Google pushes free video codec for HTML5

Google has taken a neutral approach to HTML5 video since it was first suggested, but now it seems like it has chosen a side — its own. It has decided to remove the patent-encumbered H.264 codec from the Google Chrome browser, which now only supports its in-house developed WebM format.

Google bought video codec company On2 Technologies in February 2010 in order to acquire the rights to what was the top performing video codec on the market at the time, VP8.

The most commonly used video codec at the moment is Apple’s H.264 which is used with most Flash-based videos on the web including Google’s own YouTube. However, HTML5 video is different to Flash and due to the fact that the HTML5 spec is still a draft, Flash remains the dominant method of delivering video on the web.

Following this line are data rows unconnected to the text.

//! Timeline clip models.

use schemars::JsonSchema;
use serde::{Deserialize, Serialize};
use serde_json::Value;
use std::collections::BTreeMap;
use std::fmt;
use uuid::Uuid;

/// Unique identifier for a clip on a timeline.
#[derive(Debug, Clone, PartialEq, Eq, Hash, Serialize, Deserialize, JsonSchema)]
#[serde(transparent)]
pub struct ClipId(pub String);

impl ClipId {
    /// Generate a new random clip ID.
    pub fn new() -> Self {
        Self(Uuid::new_v4().to_string())
    }

    /// Create from an existing string.
    pub fn from_string(s: impl Into<String>) -> Self {
        Self(s.into())
    }

    /// Get the inner string.
    pub fn as_str(&self) -> &str {
        &self.0
    }
}

impl Default for ClipId {
    fn default() -> Self {
        Self::new()
    }
}

impl fmt::Display for ClipId {
    fn fmt(&self, f: &mut fmt::Formatter<'_>) -> fmt::Result {
        write!(f, "{}", self.0)
    }
}

impl From<&str> for ClipId {
    fn from(s: &str) -> Self {
        Self(s.to_string())
    }
}

/// Kind of media a clip references.
#[derive(Debug, Clone, Copy, PartialEq, Eq, Hash, Serialize, Deserialize, JsonSchema)]
#[serde(rename_all = "snake_case")]
pub enum ClipType {
    Video,
    Audio,
    Image,
    Text,
    Avatar,
}

impl ClipType {
    pub fn as_str(&self) -> &'static str {
        match self {
            ClipType::Video => "video",
            ClipType::Audio => "audio",
            ClipType::Image => "image",
            ClipType::Text => "text",
            ClipType::Avatar => "avatar",
        }
    }

    /// Text overlays carry their content in `properties` and need no source asset.
    pub fn requires_source(&self) -> bool {
        !matches!(self, ClipType::Text)
    }
}

impl fmt::Display for ClipType {
    fn fmt(&self, f: &mut fmt::Formatter<'_>) -> fmt::Result {
        write!(f, "{}", self.as_str())
    }
}

/// An effect applied to a clip.
#[derive(Debug, Clone, PartialEq, Serialize, Deserialize, JsonSchema)]
pub struct Effect {
    /// Effect kind (e.g. "blur", "color_grade")
    pub kind: String,

    /// Effect parameters, effect-specific
    #[serde(default)]
    pub params: BTreeMap<String, Value>,
}

/// A transition at a clip boundary.
#[derive(Debug, Clone, PartialEq, Serialize, Deserialize, JsonSchema)]
pub struct Transition {
    /// Transition kind (e.g. "fade", "wipe")
    pub kind: String,

    /// Transition duration in seconds
    pub duration: f64,
}

/// Optional in/out transitions for a clip.
#[derive(Debug, Clone, Default, PartialEq, Serialize, Deserialize, JsonSchema)]
pub struct ClipTransitions {
    #[serde(rename = "in", skip_serializing_if = "Option::is_none")]
    pub transition_in: Option<Transition>,

    #[serde(rename = "out", skip_serializing_if = "Option::is_none")]
    pub transition_out: Option<Transition>,
}

/// A time-bounded reference to media or an overlay placed on a timeline track.
///
/// Invariant: `duration == end_time - start_time`. Mutation goes through the
/// timeline engine, which re-establishes the invariant on every operation.
#[derive(Debug, Clone, PartialEq, Serialize, Deserialize, JsonSchema)]
pub struct Clip {
    /// Unique clip ID
    pub id: ClipId,

    /// Track (lane) index the clip sits on
    #[serde(default)]
    pub track_index: u32,

    /// Start time on the timeline, seconds
    pub start_time: f64,

    /// End time on the timeline, seconds
    pub end_time: f64,

    /// Length in seconds, always `end_time - start_time`
    pub duration: f64,

    /// Media kind
    pub clip_type: ClipType,

    /// Asset id or URL; required unless `clip_type` is text
    #[serde(skip_serializing_if = "Option::is_none")]
    pub source: Option<String>,

    /// Open property map (position, scale, text content, ...)
    #[serde(default)]
    pub properties: BTreeMap<String, Value>,

    /// Ordered effect chain
    #[serde(default)]
    pub effects: Vec<Effect>,

    /// In/out transitions
    #[serde(default)]
    pub transitions: ClipTransitions,

    /// Playback volume, 0.0-2.0
    #[serde(default = "default_volume")]
    pub volume: f64,

    /// Whether audio is muted
    #[serde(default)]
    pub muted: bool,

    /// Stacking order within the track
    #[serde(default)]
    pub z_index: i32,
}

fn default_volume() -> f64 {
    1.0
}

impl Clip {
    /// Half-open interval `[start_time, end_time)` occupied on the timeline.
    pub fn interval(&self) -> (f64, f64) {
        (self.start_time, self.end_time)
    }

    /// Whether two clips overlap in time. Touching at a single instant
    /// (`a.end_time == b.start_time`) does not count as overlap.
    pub fn overlaps(&self, other: &Clip) -> bool {
        self.start_time.max(other.start_time) < self.end_time.min(other.end_time)
    }

    /// Whether `time` falls inside the clip's interval.
    pub fn contains_time(&self, time: f64) -> bool {
        time >= self.start_time && time < self.end_time
    }
}
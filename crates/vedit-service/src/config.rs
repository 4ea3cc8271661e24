//! Service configuration.

use std::time::Duration;

/// Service configuration.
#[derive(Debug, Clone)]
pub struct ServiceConfig {
    /// Maximum concurrent jobs
    pub max_concurrent_jobs: usize,
    /// Job timeout
    pub job_timeout: Duration,
    /// Graceful shutdown timeout
    pub shutdown_timeout: Duration,
}

impl Default for ServiceConfig {
    fn default() -> Self {
        Self {
            max_concurrent_jobs: 2,
            job_timeout: Duration::from_secs(300),
            shutdown_timeout: Duration::from_secs(30),
        }
    }
}

impl ServiceConfig {
    /// Create config from environment variables.
    pub fn from_env() -> Self {
        Self {
            max_concurrent_jobs: std::env::var("VEDIT_MAX_JOBS")
                .ok()
                .and_then(|s| s.parse().ok())
                .unwrap_or(2),
            job_timeout: Duration::from_secs(
                std::env::var("VEDIT_JOB_TIMEOUT_SECS")
                    .ok()
                    .and_then(|s| s.parse().ok())
                    .unwrap_or(300),
            ),
            shutdown_timeout: Duration::from_secs(
                std::env::var("VEDIT_SHUTDOWN_TIMEOUT_SECS")
                    .ok()
                    .and_then(|s| s.parse().ok())
                    .unwrap_or(30),
            ),
        }
    }
}
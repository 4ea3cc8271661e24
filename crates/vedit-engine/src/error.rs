//! Error types for engine operations.

use thiserror::Error;
use vedit_models::ClipId;

/// Result type for engine operations.
pub type EngineResult<T> = Result<T, EngineError>;

/// Errors that can occur in the computation engines.
///
/// All variants are deterministic input-validation failures surfaced
/// synchronously to the caller; none are retryable.
#[derive(Debug, Clone, PartialEq, Error)]
pub enum EngineError {
    #[error("Invalid time range: end ({end}) must be after start ({start})")]
    InvalidRange { start: f64, end: f64 },

    #[error("Split time {split_time} is not strictly inside clip [{start}, {end}]")]
    SplitOutOfBounds {
        split_time: f64,
        start: f64,
        end: f64,
    },

    #[error("Clip not found: {0}")]
    NotFound(ClipId),

    #[error("Degenerate gaze geometry: target coincides with the eye midpoint")]
    GazeDegenerate,

    #[error("Unsupported format: {0}")]
    UnsupportedFormat(String),
}

impl EngineError {
    /// Create an invalid-range error.
    pub fn invalid_range(start: f64, end: f64) -> Self {
        Self::InvalidRange { start, end }
    }

    /// Create a split-out-of-bounds error.
    pub fn split_out_of_bounds(split_time: f64, start: f64, end: f64) -> Self {
        Self::SplitOutOfBounds {
            split_time,
            start,
            end,
        }
    }

    /// Create an unsupported-format error.
    pub fn unsupported_format(format: impl Into<String>) -> Self {
        Self::UnsupportedFormat(format.into())
    }
}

YouTube does have a couple of HTML5 videos on its site, all of which are using Google’s new WebM technology which has the VP8 codec at its core. In other words, any HTML5 video you’ve seen over the past year or so would have likely been using WebM or possibly the older Theora. So removing H.264 support won’t have a massive impact.

H.264 was developed by Apple and the Joint Video Team in 2003 in order to compress high quality video which can be streamed over the internet. While H.264 has been the de facto standard for many years thanks to Flash, there has been a push for an open codec to be used as the standard especially since HTML5 now includes the video element.

Ogg Theora, the codec previously championed by open standards advocates was derived from the open sourced VP3 codec developed by On2 Technologies.

The debate rages on about which codec is more efficient but there is one fundamental difference; open source. Since Google got hold of the VP8 codec, it has opened it up for anyone to use and improve on. This means free and open source browsers like Firefox need not worry about corporate bullying or having to pay royalties.

From what I’ve read, the VP8 source code is sloppy and the codec could quite possibly be on par or even inferior to H.264, in spite of claims that it far outperforms its competitor. The difference is that VP8 can be improved on by anyone with the skills, while H.264 is at the mercy of the team hired to develop it.

I’ll go out on a limb and say that in five years with corporate assistance from Google, WebM and VP8 will have been raised to a level that outstrips anything else on the market.

That’s the power of open development.